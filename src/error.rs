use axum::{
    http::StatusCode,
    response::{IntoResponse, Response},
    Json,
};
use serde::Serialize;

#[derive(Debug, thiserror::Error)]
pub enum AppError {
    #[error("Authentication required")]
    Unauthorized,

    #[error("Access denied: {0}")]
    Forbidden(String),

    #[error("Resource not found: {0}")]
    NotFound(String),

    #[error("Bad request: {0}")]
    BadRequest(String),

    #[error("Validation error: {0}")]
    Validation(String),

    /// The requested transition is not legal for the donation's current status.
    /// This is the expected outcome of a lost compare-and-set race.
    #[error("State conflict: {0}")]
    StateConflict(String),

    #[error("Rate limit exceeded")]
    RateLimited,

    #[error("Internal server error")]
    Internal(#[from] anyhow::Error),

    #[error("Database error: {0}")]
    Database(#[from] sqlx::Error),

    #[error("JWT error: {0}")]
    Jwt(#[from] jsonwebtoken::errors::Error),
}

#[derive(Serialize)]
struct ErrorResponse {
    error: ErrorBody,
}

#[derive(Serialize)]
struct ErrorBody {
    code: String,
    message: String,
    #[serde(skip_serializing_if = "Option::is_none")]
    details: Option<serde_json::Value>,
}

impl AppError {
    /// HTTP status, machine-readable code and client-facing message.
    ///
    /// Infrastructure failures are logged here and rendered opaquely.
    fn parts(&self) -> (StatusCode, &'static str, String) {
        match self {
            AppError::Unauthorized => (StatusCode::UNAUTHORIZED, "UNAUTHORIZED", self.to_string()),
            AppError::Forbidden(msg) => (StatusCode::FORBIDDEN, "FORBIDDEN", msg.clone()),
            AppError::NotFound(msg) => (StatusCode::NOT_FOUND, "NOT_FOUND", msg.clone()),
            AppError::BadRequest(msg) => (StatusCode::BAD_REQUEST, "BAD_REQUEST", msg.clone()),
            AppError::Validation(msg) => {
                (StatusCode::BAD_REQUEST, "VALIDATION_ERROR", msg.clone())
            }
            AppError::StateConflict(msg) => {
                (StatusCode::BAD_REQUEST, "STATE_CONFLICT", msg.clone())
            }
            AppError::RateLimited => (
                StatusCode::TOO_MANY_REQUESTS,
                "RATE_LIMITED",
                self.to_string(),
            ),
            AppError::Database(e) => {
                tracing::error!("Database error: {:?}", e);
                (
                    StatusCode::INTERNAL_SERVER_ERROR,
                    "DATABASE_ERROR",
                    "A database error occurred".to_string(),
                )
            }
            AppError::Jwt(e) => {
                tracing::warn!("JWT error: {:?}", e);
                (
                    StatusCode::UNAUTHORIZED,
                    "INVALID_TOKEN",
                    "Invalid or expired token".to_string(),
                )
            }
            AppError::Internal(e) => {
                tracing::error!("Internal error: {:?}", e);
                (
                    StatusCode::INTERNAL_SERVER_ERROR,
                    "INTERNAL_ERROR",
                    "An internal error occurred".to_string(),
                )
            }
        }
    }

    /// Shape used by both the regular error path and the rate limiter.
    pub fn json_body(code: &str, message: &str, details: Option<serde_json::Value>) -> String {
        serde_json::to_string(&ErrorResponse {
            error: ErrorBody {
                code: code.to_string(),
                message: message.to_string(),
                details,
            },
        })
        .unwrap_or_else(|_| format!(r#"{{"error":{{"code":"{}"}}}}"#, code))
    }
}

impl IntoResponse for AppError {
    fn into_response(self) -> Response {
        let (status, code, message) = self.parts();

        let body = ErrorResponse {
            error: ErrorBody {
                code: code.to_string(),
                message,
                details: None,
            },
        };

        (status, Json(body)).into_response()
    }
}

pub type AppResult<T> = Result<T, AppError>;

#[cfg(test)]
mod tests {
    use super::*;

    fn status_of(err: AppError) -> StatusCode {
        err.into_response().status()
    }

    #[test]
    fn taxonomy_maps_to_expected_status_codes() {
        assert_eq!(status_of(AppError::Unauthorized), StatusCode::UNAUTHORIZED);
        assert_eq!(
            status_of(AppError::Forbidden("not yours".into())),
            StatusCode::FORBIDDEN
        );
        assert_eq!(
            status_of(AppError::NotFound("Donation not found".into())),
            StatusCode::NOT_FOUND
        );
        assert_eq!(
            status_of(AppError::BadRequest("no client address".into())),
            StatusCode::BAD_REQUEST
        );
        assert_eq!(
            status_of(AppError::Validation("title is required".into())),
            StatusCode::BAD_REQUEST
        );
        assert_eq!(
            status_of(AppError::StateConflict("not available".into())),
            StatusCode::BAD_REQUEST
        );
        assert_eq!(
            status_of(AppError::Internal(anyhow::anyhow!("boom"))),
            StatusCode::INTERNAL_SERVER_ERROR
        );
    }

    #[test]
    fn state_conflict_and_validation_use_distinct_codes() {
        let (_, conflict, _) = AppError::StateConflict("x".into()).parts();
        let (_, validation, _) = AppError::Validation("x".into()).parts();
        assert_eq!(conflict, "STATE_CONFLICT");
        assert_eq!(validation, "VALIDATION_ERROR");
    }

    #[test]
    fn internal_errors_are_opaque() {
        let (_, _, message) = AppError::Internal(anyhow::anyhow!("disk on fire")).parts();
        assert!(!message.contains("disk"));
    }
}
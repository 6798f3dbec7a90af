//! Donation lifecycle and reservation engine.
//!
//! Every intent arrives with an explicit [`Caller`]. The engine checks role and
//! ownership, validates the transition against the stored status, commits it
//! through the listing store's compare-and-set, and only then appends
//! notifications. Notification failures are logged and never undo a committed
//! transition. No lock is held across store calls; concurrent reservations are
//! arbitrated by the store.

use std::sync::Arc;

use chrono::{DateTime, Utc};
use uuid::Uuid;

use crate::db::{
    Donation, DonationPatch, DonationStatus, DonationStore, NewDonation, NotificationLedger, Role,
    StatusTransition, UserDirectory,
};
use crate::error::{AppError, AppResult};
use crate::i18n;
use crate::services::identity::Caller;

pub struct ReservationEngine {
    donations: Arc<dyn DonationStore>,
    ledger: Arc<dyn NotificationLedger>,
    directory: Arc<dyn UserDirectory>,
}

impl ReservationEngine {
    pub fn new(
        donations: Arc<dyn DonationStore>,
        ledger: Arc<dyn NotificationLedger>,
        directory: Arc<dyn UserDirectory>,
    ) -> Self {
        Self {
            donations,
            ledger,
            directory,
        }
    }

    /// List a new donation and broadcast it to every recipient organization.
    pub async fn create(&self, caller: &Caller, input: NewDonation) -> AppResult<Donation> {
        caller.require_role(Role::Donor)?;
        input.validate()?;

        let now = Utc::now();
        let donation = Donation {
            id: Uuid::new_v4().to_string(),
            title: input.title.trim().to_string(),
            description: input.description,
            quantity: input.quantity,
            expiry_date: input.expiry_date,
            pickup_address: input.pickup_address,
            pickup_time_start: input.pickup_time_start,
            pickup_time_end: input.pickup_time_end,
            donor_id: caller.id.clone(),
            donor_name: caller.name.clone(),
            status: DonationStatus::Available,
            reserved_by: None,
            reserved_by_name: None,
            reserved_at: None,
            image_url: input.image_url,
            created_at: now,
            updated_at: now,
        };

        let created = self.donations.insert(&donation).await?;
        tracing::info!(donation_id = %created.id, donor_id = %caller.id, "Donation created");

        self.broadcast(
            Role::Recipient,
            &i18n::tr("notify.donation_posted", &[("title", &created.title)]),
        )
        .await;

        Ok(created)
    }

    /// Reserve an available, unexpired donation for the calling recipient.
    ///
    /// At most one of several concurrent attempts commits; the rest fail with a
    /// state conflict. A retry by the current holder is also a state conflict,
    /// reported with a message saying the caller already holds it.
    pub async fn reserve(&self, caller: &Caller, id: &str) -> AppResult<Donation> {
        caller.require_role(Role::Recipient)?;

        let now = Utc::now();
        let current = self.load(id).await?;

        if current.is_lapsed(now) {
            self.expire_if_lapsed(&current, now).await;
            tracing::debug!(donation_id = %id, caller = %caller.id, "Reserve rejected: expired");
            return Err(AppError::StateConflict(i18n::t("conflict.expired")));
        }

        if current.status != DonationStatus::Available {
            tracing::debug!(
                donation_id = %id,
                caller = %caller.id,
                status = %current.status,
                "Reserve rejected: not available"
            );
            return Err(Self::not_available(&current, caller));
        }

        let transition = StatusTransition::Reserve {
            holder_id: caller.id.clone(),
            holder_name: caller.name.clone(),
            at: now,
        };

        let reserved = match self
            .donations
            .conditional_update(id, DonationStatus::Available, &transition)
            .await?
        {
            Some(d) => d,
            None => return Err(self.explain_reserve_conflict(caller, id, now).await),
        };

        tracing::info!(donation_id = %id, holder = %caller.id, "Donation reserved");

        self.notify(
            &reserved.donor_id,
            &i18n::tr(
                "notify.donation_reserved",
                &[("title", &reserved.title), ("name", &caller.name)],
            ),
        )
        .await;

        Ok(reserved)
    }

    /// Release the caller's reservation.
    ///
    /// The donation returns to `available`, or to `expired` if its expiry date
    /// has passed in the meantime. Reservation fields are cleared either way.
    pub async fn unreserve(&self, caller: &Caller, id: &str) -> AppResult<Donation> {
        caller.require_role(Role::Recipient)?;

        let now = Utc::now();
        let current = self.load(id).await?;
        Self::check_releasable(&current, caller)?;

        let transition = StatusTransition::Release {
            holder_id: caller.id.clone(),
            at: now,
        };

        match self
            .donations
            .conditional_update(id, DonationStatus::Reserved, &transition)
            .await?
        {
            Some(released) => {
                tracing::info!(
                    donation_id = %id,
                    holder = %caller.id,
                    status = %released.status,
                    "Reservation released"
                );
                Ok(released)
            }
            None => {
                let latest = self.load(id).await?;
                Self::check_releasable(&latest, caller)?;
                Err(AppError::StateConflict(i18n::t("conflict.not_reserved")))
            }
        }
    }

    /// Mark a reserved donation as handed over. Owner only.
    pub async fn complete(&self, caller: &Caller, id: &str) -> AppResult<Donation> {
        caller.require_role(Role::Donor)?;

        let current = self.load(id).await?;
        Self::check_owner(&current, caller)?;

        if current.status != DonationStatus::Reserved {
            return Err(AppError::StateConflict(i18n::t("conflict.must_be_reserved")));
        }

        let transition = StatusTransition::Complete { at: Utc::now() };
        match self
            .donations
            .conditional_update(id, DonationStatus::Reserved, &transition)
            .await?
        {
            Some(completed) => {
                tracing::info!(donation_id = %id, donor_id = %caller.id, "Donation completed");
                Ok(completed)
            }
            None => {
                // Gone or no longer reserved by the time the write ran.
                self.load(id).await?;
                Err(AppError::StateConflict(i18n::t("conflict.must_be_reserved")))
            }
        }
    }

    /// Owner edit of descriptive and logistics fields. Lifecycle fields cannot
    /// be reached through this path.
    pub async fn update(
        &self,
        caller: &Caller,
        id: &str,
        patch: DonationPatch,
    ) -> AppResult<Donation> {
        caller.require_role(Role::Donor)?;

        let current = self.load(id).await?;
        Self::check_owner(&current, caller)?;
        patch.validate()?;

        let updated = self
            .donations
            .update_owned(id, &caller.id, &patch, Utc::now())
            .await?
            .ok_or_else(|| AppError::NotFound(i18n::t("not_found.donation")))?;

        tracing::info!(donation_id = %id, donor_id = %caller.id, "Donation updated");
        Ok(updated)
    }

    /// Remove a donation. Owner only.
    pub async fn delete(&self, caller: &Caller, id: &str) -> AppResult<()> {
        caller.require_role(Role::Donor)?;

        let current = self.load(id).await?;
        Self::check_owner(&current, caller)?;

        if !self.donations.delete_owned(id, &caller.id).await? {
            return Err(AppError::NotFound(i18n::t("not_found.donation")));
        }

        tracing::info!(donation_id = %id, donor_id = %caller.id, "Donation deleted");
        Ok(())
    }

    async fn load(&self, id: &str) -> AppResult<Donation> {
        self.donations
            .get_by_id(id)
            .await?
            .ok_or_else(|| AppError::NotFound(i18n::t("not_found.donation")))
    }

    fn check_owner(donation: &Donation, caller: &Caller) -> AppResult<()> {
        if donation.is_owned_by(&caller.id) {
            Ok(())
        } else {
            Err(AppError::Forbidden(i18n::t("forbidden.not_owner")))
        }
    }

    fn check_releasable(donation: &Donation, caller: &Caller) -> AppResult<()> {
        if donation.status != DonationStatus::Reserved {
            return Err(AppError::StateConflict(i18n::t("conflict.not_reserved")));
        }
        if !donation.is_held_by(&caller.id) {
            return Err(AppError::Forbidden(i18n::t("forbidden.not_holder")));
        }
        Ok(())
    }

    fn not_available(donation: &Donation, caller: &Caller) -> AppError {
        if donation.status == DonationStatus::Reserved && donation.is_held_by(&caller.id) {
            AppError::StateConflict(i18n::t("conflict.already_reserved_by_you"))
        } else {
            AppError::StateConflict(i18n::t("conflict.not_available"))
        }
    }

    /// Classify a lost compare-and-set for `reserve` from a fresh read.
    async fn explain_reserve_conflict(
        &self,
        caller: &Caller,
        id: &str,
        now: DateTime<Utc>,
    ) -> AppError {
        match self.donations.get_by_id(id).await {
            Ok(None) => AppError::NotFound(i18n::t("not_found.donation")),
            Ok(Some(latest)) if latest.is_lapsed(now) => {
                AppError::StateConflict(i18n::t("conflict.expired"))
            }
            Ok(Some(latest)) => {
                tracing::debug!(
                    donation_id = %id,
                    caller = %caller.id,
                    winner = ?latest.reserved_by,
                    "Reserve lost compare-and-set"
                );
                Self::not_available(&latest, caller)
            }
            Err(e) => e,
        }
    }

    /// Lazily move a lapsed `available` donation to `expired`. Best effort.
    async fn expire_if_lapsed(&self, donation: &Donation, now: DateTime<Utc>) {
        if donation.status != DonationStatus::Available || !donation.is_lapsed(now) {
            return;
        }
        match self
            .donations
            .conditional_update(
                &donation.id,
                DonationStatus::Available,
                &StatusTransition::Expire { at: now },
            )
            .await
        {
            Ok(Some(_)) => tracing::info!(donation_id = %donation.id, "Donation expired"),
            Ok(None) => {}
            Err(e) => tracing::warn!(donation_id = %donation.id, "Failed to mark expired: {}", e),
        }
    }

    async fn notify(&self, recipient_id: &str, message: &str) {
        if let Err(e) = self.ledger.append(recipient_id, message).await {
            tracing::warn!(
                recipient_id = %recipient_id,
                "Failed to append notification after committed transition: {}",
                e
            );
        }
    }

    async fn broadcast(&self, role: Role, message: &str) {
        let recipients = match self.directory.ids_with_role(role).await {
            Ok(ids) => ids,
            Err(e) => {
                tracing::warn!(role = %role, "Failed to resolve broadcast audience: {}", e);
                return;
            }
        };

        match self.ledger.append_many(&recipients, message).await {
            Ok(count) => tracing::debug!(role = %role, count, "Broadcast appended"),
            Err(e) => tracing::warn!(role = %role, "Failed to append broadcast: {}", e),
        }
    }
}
◇ ◇ ◇
— Work to be completed —
Scan the listing for the word "path". Copy every line in which it appears.

— The completed task —
    /// Shape used by both the regular error path and the rate limiter.
    /// be reached through this path.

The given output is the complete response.